When I run the query, it finds the correct set of stories based on CONTAINS() but none of the boosts in teh query are applied. All of them end up with the same score, as in this screenshot of the list component with my debug data exposed

B_Stockwell_0-1671030936570.png

Based on the query above, with "College Prep" being queried as the masterTag, I believe that the #2 story should appear first (in addition to the scores being different).

I have never used boosting before, so I am thinking this is developer error, but I can't determine what I'm missing. My index has analyzed and nodeScopeIndex set to true for both cq:tags and masterTag, and explain query shows that fulltextqueries are read agains the CONTAINS constraints in the query.

As an alternative to in-query boosting, I have also tried boosting the properties on the index, as well, but no dice. I've combed through just about every piece of documentation and discussion from the last decade on this, and I've hit a wall. I would appreciate some advice.

3 Replies

Avatar

Level 5

I have made a little progress with this this morning.

 

I found that the reported 0.01 score was incorrect. For my debug output, I was reading this using row.getScore() to get this value, but Oak's does not implement this yet (https://github.com/apache/jackrabbit-oak/blob/c6ddcc55bee3de915459af01e91edad32d538f3d/oak-jcr/src/m...)

I modified my query to:

"SELECT story.[jcr:score]...."

and I modified how I read the score by using

row.getValue("story.jcr:score).getDouble();


This didn't affect the order, but I do get a more complete output at least:

B_Stockwell_0-1671039243512.png

At this point, I have tried modifying the boost's on the CONTAINS options, but this does not cause the score values to change at all, so I am thinking they don't have any effect on thing as I have them currently configured.

Avatar

Community Advisor

Hi,

I think boosting the query requires : 

 

It is also possible to configure a boost value for the nodes that match the index rule. The default boost value is 1.0. Higher boost values (a reasonable range is 1.0 - 5.0) will yield a higher score value and appear as more relevant.

<?xml version="1.0"?>
<!DOCTYPE configuration SYSTEM "http://jackrabbit.apache.org/dtd/indexing-configuration-1.0.dtd">
<configuration xmlns:nt="http://www.jcp.org/jcr/nt/1.0">
  <index-rule nodeType="nt:unstructured"
              boost="2.0">
    <property>Text</property>
  </index-rule>
</configuration>

 

If you do not whish to boost the complete node but only certain properties you can also provide a boost value for the listed properties:

<?xml version="1.0"?>
<!DOCTYPE configuration SYSTEM "http://jackrabbit.apache.org/dtd/indexing-configuration-1.0.dtd">
<configuration xmlns:nt="http://www.jcp.org/jcr/nt/1.0">
  <index-rule nodeType="nt:unstructured">
    <property boost="3.0">Title</property>
    <property boost="1.5">Text</property>
  </index-rule>
</configuration>

 

I am no expert in query but sharing some inputs.



Arun Patidar

Avatar

Level 5

Thanks, I'm getting closer.

 

I took a detour into trying JCR-JQOM, but it doesn't seem like that library is maintained (and really needs factory methods like factory.and(Constraint... constraints), thats for a different discussion).

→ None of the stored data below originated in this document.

//! Interrupt
//!
//! The processor has exactly one atomicity mechanism: the interrupt level.
//! While it is Off, no device completion can preempt the running code.
//!
//! Devices schedule their completions as pending interrupts stamped with a
//! simulated time. The simulated clock advances only when interrupts are
//! re-enabled (one tick) and when the processor idles (the clock jumps to
//! the next pending interrupt). Due interrupts fire in time order, FIFO among
//! equal times, with the level forced Off.
mod entry;

pub use entry::{Irq, IrqSink, NUM_IRQ};

use crate::machine::Machine;
use crate::stats::{SYSTEM_TICK, USER_TICK};
use std::collections::BTreeMap;

/// Enumeration for representing interrupt state
#[derive(Clone, Copy, PartialEq, Eq, Debug)]
pub enum InterruptState {
    /// Interrupt is on.
    On,
    /// Interrupt is off.
    Off,
}

/// What the processor is doing.
#[derive(Clone, Copy, PartialEq, Eq, Debug)]
pub enum MachineStatus {
    /// Nothing to run; waiting for an interrupt.
    Idle,
    /// Running kernel code.
    System,
    /// Running user code.
    User,
}

/// Whether a pending interrupt keeps an idle machine running.
#[derive(Clone, Copy, PartialEq, Eq, Debug)]
pub enum Wakeup {
    /// A completion some thread is waiting for.
    Event,
    /// A periodic poll (timer, console input, network mailbox). Polls alone
    /// keep the machine from halting only while somebody holds it awake or
    /// the polling device has work it can make progress on.
    Poll,
}

/// Payload of the unwind that ends a host thread once its machine halts.
#[derive(Debug)]
pub struct Halted;

/// Device side of a pending interrupt. Returns true if the interrupt must be
/// delivered to the kernel.
pub(crate) type Action = Box<dyn FnOnce(&Machine) -> bool + Send>;

struct PendingInterrupt {
    irq: Irq,
    wakeup: Wakeup,
    action: Action,
}

pub(crate) struct InterruptController {
    level: InterruptState,
    status: MachineStatus,
    in_handler: bool,
    halted: bool,
    awake_holds: usize,
    next_seq: u64,
    pending: BTreeMap<(u64, u64), PendingInterrupt>,
}

impl InterruptController {
    pub(crate) fn new() -> Self {
        Self {
            level: InterruptState::Off,
            status: MachineStatus::System,
            in_handler: false,
            halted: false,
            awake_holds: 0,
            next_seq: 0,
            pending: BTreeMap::new(),
        }
    }
}

/// An RAII implementation of an interrupt disable. When this structure is
/// dropped (falls out of scope), the interrupt will be recovered into state on creation of this struct.
/// Therefore, you must dropped the this struct in reverse of creation order.
///
/// This structure is created by the [`new`].
///
/// [`new`]: InterruptGuard::new
pub struct InterruptGuard<'a> {
    machine: &'a Machine,
    state: InterruptState,
}

impl<'a> InterruptGuard<'a> {
    /// Create a new InterruptGuard.
    pub fn new(machine: &'a Machine) -> Self {
        let state = machine.set_level(InterruptState::Off);
        Self { machine, state }
    }
}

impl Drop for InterruptGuard<'_> {
    fn drop(&mut self) {
        // A halted machine unwinds its threads with interrupts off; leave it so.
        if !std::thread::panicking() {
            self.machine.set_level(self.state);
        }
    }
}

/// Holds the machine awake: while any of these lives, pending polls are
/// enough for [`Machine::idle`] to advance time instead of halting.
///
/// This structure is created by [`Machine::keep_awake`].
pub struct KeepAwake<'a> {
    machine: &'a Machine,
}

impl Drop for KeepAwake<'_> {
    fn drop(&mut self) {
        self.machine.interrupt.lock().awake_holds -= 1;
    }
}

impl Machine {
    /// Current interrupt level.
    pub fn level(&self) -> InterruptState {
        self.interrupt.lock().level
    }

    /// Installs the interrupt level `now` and returns the previous one.
    ///
    /// Going from Off to On advances the clock by one tick and fires every
    /// interrupt that has come due.
    pub fn set_level(&self, now: InterruptState) -> InterruptState {
        let (old, tick) = {
            let mut intr = self.interrupt.lock();
            assert!(
                now == InterruptState::Off || !intr.in_handler,
                "Interrupts re-enabled inside an interrupt handler"
            );
            let old = core::mem::replace(&mut intr.level, now);
            (
                old,
                old == InterruptState::Off && now == InterruptState::On && !intr.halted,
            )
        };
        if tick {
            self.one_tick();
        }
        old
    }

    pub fn status(&self) -> MachineStatus {
        self.interrupt.lock().status
    }

    pub fn set_status(&self, status: MachineStatus) {
        self.interrupt.lock().status = status;
    }

    /// Returns true while the kernel runs an interrupt handler.
    pub fn in_handler(&self) -> bool {
        self.interrupt.lock().in_handler
    }

    pub fn set_in_handler(&self, in_handler: bool) {
        self.interrupt.lock().in_handler = in_handler;
    }

    pub fn is_halted(&self) -> bool {
        self.interrupt.lock().halted
    }

    /// Number of interrupts not yet delivered.
    pub fn pending_interrupts(&self) -> usize {
        self.interrupt.lock().pending.len()
    }

    /// Keeps the machine from halting on pending polls alone.
    pub fn keep_awake(&self) -> KeepAwake<'_> {
        self.interrupt.lock().awake_holds += 1;
        KeepAwake { machine: self }
    }

    /// Arranges for `action` to run `delay` ticks from now, on line `irq`.
    ///
    /// Devices call this to model their latency. Nothing is scheduled on a
    /// halted machine.
    pub(crate) fn schedule(
        &self,
        irq: Irq,
        delay: u64,
        wakeup: Wakeup,
        action: impl FnOnce(&Machine) -> bool + Send + 'static,
    ) {
        assert!(delay > 0, "Interrupt {:?} scheduled without delay", irq);
        let when = self.ticks() + delay;
        {
            let mut intr = self.interrupt.lock();
            if intr.halted {
                return;
            }
            let seq = intr.next_seq;
            intr.next_seq += 1;
            intr.pending.insert(
                (when, seq),
                PendingInterrupt {
                    irq,
                    wakeup,
                    action: Box::new(action),
                },
            );
        }
        debug!(INTERRUPT, "Scheduling interrupt {:?} at time = {}", irq, when);
    }

    fn one_tick(&self) {
        let status = {
            let mut intr = self.interrupt.lock();
            intr.level = InterruptState::Off;
            intr.status
        };
        self.with_stats(|stats| {
            if status == MachineStatus::User {
                stats.total_ticks += USER_TICK;
                stats.user_ticks += USER_TICK;
            } else {
                stats.total_ticks += SYSTEM_TICK;
                stats.system_ticks += SYSTEM_TICK;
            }
        });
        while self.check_if_due(false) {}
        self.interrupt.lock().level = InterruptState::On;
    }

    /// Fires the earliest pending interrupt if it is due.
    ///
    /// With `advance_clock`, an interrupt in the future is made due by moving
    /// the clock forward, unless only polls are pending and nobody holds the
    /// machine awake. Returns true if an interrupt fired.
    fn check_if_due(&self, advance_clock: bool) -> bool {
        let now = self.ticks();
        let devices_busy = advance_clock && self.devices_want_wakeup();
        let (when, pending) = {
            let mut intr = self.interrupt.lock();
            let only_polls = intr.awake_holds == 0
                && !devices_busy
                && intr.pending.values().all(|p| p.wakeup == Wakeup::Poll);
            let Some(entry) = intr.pending.first_entry() else {
                return false;
            };
            let when = entry.key().0;
            if when > now && (!advance_clock || only_polls) {
                return false;
            }
            (when, entry.remove())
        };
        if when > now {
            self.with_stats(|stats| {
                stats.idle_ticks += when - now;
                stats.total_ticks = when;
            });
        }
        debug!(
            INTERRUPT,
            "Invoking interrupt handler for {:?} at time {}", pending.irq, when
        );
        if (pending.action)(self) {
            match self.sink() {
                Some(sink) => sink.handle_interrupt(pending.irq),
                None => panic!("Unknown interrupt {:?}: no kernel attached", pending.irq),
            }
        }
        true
    }

    /// Nothing is ready to run: advance the clock to the next pending
    /// interrupt and service it. Halts if there is nothing left to wait for.
    pub fn idle(&self) {
        debug!(INTERRUPT, "Machine idling; checking for interrupts.");
        self.set_status(MachineStatus::Idle);
        if self.check_if_due(true) {
            while self.check_if_due(false) {}
            self.set_status(MachineStatus::System);
            // Give machines sharing this host a chance to make progress.
            std::thread::yield_now();
            return;
        }
        debug!(INTERRUPT, "Machine idle.  No interrupts to do.");
        info!("No threads ready or runnable, and no pending interrupts.");
        self.halt()
    }

    /// Stops the machine and unwinds the calling host thread.
    pub fn halt(&self) -> ! {
        self.stop();
        std::panic::resume_unwind(Box::new(Halted))
    }

    /// Stops the machine: drops every pending interrupt, leaves the network
    /// and tells the kernel to release its parked threads. Returns false if
    /// the machine had already stopped.
    pub fn stop(&self) -> bool {
        {
            let mut intr = self.interrupt.lock();
            if intr.halted {
                return false;
            }
            intr.halted = true;
            intr.status = MachineStatus::Idle;
            intr.pending.clear();
        }
        info!("Machine halting!");
        debug!(MACHINE, "{}", self.stats());
        self.network().detach();
        if let Some(sink) = self.sink() {
            sink.on_halt();
        }
        true
    }
}

#[cfg(test)]
mod tests {
    use super::*;
    use crate::MachineConfig;
    use spin_lock::SpinLock;
    use std::panic::{catch_unwind, AssertUnwindSafe};
    use std::sync::Arc;

    fn machine() -> Arc<Machine> {
        Machine::new(MachineConfig::default()).unwrap()
    }

    #[test]
    fn time_advances_on_reenable_only() {
        let machine = machine();
        assert_eq!(machine.level(), InterruptState::Off);
        assert_eq!(machine.ticks(), 0);
        assert_eq!(machine.set_level(InterruptState::On), InterruptState::Off);
        assert_eq!(machine.ticks(), SYSTEM_TICK);
        machine.set_level(InterruptState::On);
        assert_eq!(machine.ticks(), SYSTEM_TICK);
        machine.set_level(InterruptState::Off);
        machine.set_level(InterruptState::Off);
        assert_eq!(machine.ticks(), SYSTEM_TICK);
        machine.set_level(InterruptState::On);
        assert_eq!(machine.ticks(), 2 * SYSTEM_TICK);

        machine.set_level(InterruptState::Off);
        machine.set_status(MachineStatus::User);
        machine.set_level(InterruptState::On);
        assert_eq!(machine.ticks(), 2 * SYSTEM_TICK + USER_TICK);
        assert_eq!(machine.stats().user_ticks, USER_TICK);
    }

    #[test]
    fn guard_restores_prior_level() {
        let machine = machine();
        {
            let _outer = InterruptGuard::new(&machine);
            {
                let _inner = InterruptGuard::new(&machine);
                assert_eq!(machine.level(), InterruptState::Off);
            }
            assert_eq!(machine.level(), InterruptState::Off);
        }
        assert_eq!(machine.level(), InterruptState::Off);
        machine.set_level(InterruptState::On);
        {
            let _guard = InterruptGuard::new(&machine);
            assert_eq!(machine.level(), InterruptState::Off);
        }
        assert_eq!(machine.level(), InterruptState::On);
    }

    #[test]
    fn due_interrupts_fire_in_time_order() {
        let machine = machine();
        let log = Arc::new(SpinLock::new(Vec::new()));
        for (name, delay) in [("late", 15), ("first", 5), ("second", 5)] {
            let log = log.clone();
            machine.schedule(Irq::Disk, delay, Wakeup::Event, move |_| {
                log.lock().push(name);
                false
            });
        }
        machine.set_level(InterruptState::On);
        assert_eq!(*log.lock(), ["first", "second"]);
        machine.set_level(InterruptState::Off);
        machine.set_level(InterruptState::On);
        assert_eq!(*log.lock(), ["first", "second", "late"]);
        assert_eq!(machine.pending_interrupts(), 0);
    }

    #[test]
    fn idle_jumps_to_next_interrupt() {
        let machine = machine();
        machine.schedule(Irq::Disk, 1000, Wakeup::Event, |_| false);
        machine.idle();
        assert_eq!(machine.ticks(), 1000);
        assert_eq!(machine.stats().idle_ticks, 1000);
        assert_eq!(machine.status(), MachineStatus::System);

        let err = catch_unwind(AssertUnwindSafe(|| machine.idle())).unwrap_err();
        assert!(err.is::<Halted>());
        assert!(machine.is_halted());
    }

    #[test]
    fn polls_alone_do_not_keep_machine_up() {
        let machine = machine();
        machine.schedule(Irq::Timer, 100, Wakeup::Poll, |_| false);
        {
            let _awake = machine.keep_awake();
            machine.idle();
            assert_eq!(machine.ticks(), 100);
        }
        machine.schedule(Irq::Timer, 100, Wakeup::Poll, |_| false);
        let err = catch_unwind(AssertUnwindSafe(|| machine.idle())).unwrap_err();
        assert!(err.is::<Halted>());
        assert_eq!(machine.pending_interrupts(), 0);
    }

    #[test]
    #[should_panic(expected = "re-enabled inside an interrupt handler")]
    fn reenable_in_handler_is_fatal() {
        let machine = machine();
        machine.set_in_handler(true);
        machine.set_level(InterruptState::On);
    }

    #[test]
    #[should_panic(expected = "Unknown interrupt")]
    fn undelivered_interrupt_is_fatal() {
        let machine = machine();
        machine.schedule(Irq::Serial1, 1, Wakeup::Event, |_| true);
        machine.set_level(InterruptState::On);
    }
}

Anyway, here's where I landed with my query and index, this is good enough, as it returns the stories im looking for in the top few, even if they aren't the exact order I want them in. adding [oak:scoreExplanation] to my query helped me understand what was happening.

 

https://gist.github.com/stockwellbm/2d8e089444e1b7302bba14c60e561d52

 

I found that my scoring was actually working, but the first result was hitting a partial match on my master tag, and since it only has 2 tags, it was weighted way higher than one with an exact match with 3 tags. I need this fuzzyiness becasue I need to have pages with 5-10 related stories, based mostly on the tags (so for a query with story.tag=a,b,c result may only returns 3 items, but I have 5 spaces to fill in the front end). I could accomplish the correct ordering of my stories with IN constraints, but I'd have to do a union with another query if it doesn't return enough results.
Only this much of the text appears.